Filter this data down to the lines that hold "tracing", and copy them.

=== Begin Enclosure ===

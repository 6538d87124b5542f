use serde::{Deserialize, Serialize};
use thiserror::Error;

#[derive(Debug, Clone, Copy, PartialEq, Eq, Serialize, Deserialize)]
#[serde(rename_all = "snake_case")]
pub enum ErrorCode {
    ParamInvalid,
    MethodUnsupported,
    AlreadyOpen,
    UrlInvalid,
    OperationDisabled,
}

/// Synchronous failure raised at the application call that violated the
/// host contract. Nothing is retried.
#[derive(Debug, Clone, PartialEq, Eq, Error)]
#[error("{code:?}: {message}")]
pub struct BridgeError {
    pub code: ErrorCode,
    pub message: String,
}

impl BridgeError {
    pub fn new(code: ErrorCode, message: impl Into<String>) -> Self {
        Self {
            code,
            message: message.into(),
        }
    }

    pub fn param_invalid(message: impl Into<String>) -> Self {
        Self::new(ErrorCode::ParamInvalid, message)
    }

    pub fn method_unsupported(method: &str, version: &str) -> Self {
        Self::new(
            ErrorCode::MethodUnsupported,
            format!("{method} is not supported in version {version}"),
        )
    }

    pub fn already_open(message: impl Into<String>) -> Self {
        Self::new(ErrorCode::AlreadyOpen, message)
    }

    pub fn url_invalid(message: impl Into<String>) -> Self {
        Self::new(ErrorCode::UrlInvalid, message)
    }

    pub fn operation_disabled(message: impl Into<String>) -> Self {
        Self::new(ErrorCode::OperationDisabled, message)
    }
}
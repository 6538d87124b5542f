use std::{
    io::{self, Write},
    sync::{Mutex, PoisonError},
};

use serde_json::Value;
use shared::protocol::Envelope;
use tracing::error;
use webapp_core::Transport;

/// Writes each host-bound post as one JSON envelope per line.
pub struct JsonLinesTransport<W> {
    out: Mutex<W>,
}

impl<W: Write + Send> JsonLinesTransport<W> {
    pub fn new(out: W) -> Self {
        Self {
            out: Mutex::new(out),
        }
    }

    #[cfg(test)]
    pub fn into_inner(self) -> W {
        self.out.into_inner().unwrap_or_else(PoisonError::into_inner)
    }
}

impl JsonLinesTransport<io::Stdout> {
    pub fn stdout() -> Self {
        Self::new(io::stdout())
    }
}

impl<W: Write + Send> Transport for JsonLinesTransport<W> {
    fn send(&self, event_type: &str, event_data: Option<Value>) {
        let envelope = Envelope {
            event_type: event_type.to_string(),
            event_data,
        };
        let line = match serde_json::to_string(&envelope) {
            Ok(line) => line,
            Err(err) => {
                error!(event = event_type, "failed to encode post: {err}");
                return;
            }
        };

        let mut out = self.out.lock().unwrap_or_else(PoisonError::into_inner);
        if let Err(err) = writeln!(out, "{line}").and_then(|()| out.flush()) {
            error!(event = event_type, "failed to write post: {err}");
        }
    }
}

=== End Enclosure ===
=== Begin Enclosure ===

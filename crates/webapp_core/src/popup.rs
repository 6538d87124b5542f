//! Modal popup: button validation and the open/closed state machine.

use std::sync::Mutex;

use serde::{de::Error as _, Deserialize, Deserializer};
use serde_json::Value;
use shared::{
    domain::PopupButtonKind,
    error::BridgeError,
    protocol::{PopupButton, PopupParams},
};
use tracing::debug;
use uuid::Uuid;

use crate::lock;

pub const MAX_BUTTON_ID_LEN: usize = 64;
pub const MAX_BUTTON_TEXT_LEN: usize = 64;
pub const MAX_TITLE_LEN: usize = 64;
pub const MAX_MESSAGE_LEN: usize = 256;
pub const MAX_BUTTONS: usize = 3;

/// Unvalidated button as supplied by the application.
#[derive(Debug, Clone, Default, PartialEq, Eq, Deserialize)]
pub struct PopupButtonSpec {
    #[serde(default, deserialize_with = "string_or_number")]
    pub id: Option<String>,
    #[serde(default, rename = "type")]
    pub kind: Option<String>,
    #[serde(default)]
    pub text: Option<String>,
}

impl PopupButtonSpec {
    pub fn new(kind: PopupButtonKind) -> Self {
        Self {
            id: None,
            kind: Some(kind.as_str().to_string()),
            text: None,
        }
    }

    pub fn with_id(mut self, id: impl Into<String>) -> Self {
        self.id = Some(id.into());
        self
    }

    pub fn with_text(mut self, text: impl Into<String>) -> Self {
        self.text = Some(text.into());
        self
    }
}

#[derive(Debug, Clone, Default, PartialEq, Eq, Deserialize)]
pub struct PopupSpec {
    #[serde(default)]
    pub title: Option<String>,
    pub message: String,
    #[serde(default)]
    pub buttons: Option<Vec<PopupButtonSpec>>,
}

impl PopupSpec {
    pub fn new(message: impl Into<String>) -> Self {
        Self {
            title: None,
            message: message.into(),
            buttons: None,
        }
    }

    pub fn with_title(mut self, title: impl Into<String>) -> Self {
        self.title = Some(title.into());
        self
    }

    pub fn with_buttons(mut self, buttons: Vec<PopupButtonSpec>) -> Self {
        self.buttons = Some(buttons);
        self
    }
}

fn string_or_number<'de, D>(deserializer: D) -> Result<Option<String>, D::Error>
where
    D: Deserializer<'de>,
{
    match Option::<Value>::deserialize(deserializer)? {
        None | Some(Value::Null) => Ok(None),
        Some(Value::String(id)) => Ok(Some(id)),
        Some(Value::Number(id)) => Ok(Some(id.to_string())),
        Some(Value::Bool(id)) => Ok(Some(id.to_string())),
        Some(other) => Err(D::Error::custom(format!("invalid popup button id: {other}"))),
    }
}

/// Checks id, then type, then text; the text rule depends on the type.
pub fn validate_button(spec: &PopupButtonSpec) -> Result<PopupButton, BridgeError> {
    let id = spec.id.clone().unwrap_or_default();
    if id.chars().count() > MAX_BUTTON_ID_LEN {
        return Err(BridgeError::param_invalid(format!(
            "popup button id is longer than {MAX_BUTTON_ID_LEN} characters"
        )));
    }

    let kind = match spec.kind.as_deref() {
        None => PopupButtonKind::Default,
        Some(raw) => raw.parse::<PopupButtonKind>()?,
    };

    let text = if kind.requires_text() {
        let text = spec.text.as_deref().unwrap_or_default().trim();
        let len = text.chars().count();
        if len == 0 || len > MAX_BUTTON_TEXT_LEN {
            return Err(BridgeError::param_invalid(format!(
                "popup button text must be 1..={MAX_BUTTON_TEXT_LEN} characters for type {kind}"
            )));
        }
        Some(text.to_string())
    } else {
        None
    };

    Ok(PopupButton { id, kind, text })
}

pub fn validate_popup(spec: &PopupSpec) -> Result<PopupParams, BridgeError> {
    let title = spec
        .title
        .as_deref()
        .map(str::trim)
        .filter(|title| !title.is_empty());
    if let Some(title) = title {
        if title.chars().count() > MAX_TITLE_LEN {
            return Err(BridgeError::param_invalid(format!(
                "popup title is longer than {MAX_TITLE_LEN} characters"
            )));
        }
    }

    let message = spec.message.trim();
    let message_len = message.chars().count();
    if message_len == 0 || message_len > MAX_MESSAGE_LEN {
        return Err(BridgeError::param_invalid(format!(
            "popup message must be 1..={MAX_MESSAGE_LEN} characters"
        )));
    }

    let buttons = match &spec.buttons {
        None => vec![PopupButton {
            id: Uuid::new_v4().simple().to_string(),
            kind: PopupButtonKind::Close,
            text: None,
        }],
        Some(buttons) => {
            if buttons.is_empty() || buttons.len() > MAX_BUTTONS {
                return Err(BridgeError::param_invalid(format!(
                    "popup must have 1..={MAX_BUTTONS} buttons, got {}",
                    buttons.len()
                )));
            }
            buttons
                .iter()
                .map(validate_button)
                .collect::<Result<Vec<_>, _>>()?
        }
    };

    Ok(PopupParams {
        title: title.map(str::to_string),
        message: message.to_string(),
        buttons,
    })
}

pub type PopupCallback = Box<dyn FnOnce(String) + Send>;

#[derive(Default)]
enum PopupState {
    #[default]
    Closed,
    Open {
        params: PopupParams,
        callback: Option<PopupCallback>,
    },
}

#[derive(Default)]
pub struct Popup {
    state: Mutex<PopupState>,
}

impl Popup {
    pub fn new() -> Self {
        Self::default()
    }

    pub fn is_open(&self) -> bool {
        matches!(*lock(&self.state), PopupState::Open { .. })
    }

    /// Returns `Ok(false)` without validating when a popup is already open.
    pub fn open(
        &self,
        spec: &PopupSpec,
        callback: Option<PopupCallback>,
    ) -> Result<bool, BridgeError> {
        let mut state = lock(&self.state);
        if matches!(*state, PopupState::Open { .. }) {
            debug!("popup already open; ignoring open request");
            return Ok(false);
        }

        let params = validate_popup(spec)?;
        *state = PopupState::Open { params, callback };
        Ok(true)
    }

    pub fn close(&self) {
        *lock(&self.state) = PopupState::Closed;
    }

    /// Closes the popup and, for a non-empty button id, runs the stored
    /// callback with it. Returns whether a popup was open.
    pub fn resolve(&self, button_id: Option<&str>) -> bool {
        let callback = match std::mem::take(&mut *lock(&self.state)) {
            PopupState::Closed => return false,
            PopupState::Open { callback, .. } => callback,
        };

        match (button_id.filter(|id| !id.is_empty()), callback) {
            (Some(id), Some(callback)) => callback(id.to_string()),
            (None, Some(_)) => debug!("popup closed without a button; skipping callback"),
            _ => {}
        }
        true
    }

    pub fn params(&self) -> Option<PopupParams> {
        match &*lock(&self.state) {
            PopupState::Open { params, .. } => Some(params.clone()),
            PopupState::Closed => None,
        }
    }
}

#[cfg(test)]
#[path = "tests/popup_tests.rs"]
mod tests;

=== End Enclosure ===

RESPONSE AREA:
use tracing::error;
use tracing::debug;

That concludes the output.